[PROBLEM REQUIREMENTS]:
Examine each line of the data. Copy the line if it includes the word "encoded".

[Stored items from a collection]
============================================================

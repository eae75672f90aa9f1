use chrono::{DateTime, Utc};
use serde::{Deserialize, Serialize};
use serde_json::Value;

#[derive(Clone, Debug, PartialEq, Eq, Serialize, Deserialize)]
pub struct Session {
    pub id: String,
    pub user: Option<String>,
    pub created_at: DateTime<Utc>,
}

#[derive(Clone, Copy, Debug, PartialEq, Eq, Serialize, Deserialize)]
#[serde(rename_all = "snake_case")]
pub enum TaskStatus {
    Pending,
    Running,
    Completed,
    Failed,
    Cancelled,
}

impl TaskStatus {
    pub fn is_terminal(&self) -> bool {
        matches!(self, Self::Completed | Self::Failed | Self::Cancelled)
    }

    pub fn as_str(&self) -> &'static str {
        match self {
            Self::Pending => "pending",
            Self::Running => "running",
            Self::Completed => "completed",
            Self::Failed => "failed",
            Self::Cancelled => "cancelled",
        }
    }
}

/// One durable unit of background agent-loop execution.
#[derive(Clone, Debug, PartialEq, Serialize, Deserialize)]
pub struct Task {
    pub id: String,
    pub session_id: String,
    pub status: TaskStatus,
    pub input: String,
    pub images: Vec<String>,
    pub reply: Option<String>,
    pub error: Option<String>,
    pub created_at: DateTime<Utc>,
    pub updated_at: DateTime<Utc>,
}

/// Partial task mutation; unset fields are left untouched.
#[derive(Clone, Debug, Default, PartialEq)]
pub struct TaskUpdate {
    pub status: Option<TaskStatus>,
    pub reply: Option<String>,
    pub error: Option<String>,
}

impl TaskUpdate {
    pub fn status(status: TaskStatus) -> Self {
        Self {
            status: Some(status),
            ..Self::default()
        }
    }

    pub fn completed(reply: impl Into<String>) -> Self {
        Self {
            status: Some(TaskStatus::Completed),
            reply: Some(reply.into()),
            ..Self::default()
        }
    }

    pub fn failed(error: impl Into<String>) -> Self {
        Self {
            status: Some(TaskStatus::Failed),
            error: Some(error.into()),
            ..Self::default()
        }
    }
}

#[derive(Clone, Copy, Debug, PartialEq, Eq, Serialize, Deserialize)]
#[serde(rename_all = "snake_case")]
pub enum TaskEventKind {
    Session,
    Delta,
    Tool,
    ToolStart,
    ToolEnd,
    UploadRequest,
    KeyResource,
    Done,
    Error,
}

impl TaskEventKind {
    pub fn as_str(&self) -> &'static str {
        match self {
            Self::Session => "session",
            Self::Delta => "delta",
            Self::Tool => "tool",
            Self::ToolStart => "tool_start",
            Self::ToolEnd => "tool_end",
            Self::UploadRequest => "upload_request",
            Self::KeyResource => "key_resource",
            Self::Done => "done",
            Self::Error => "error",
        }
    }
}

/// Append-only audit record of a run. `id` is strictly increasing per task
/// and doubles as the replay cursor.
#[derive(Clone, Debug, PartialEq, Serialize, Deserialize)]
pub struct TaskEvent {
    pub id: i64,
    pub task_id: String,
    pub kind: TaskEventKind,
    pub data: Value,
    pub created_at: DateTime<Utc>,
}

#[cfg(test)]
mod tests {
    use super::*;

    #[test]
    fn terminal_statuses_expected_terminal() {
        assert!(TaskStatus::Completed.is_terminal());
        assert!(TaskStatus::Failed.is_terminal());
        assert!(TaskStatus::Cancelled.is_terminal());
        assert!(!TaskStatus::Pending.is_terminal());
        assert!(!TaskStatus::Running.is_terminal());
    }

    #[test]
    fn event_kind_serializes_snake_case() {
        let encoded = serde_json::to_string(&TaskEventKind::ToolStart).expect("should serialize");
        assert_eq!(encoded, "\"tool_start\"");
        assert_eq!(TaskEventKind::UploadRequest.as_str(), "upload_request");
    }
}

============================================================

[REPLY]:
        let encoded = serde_json::to_string(&TaskEventKind::ToolStart).expect("should serialize");
        assert_eq!(encoded, "\"tool_start\"");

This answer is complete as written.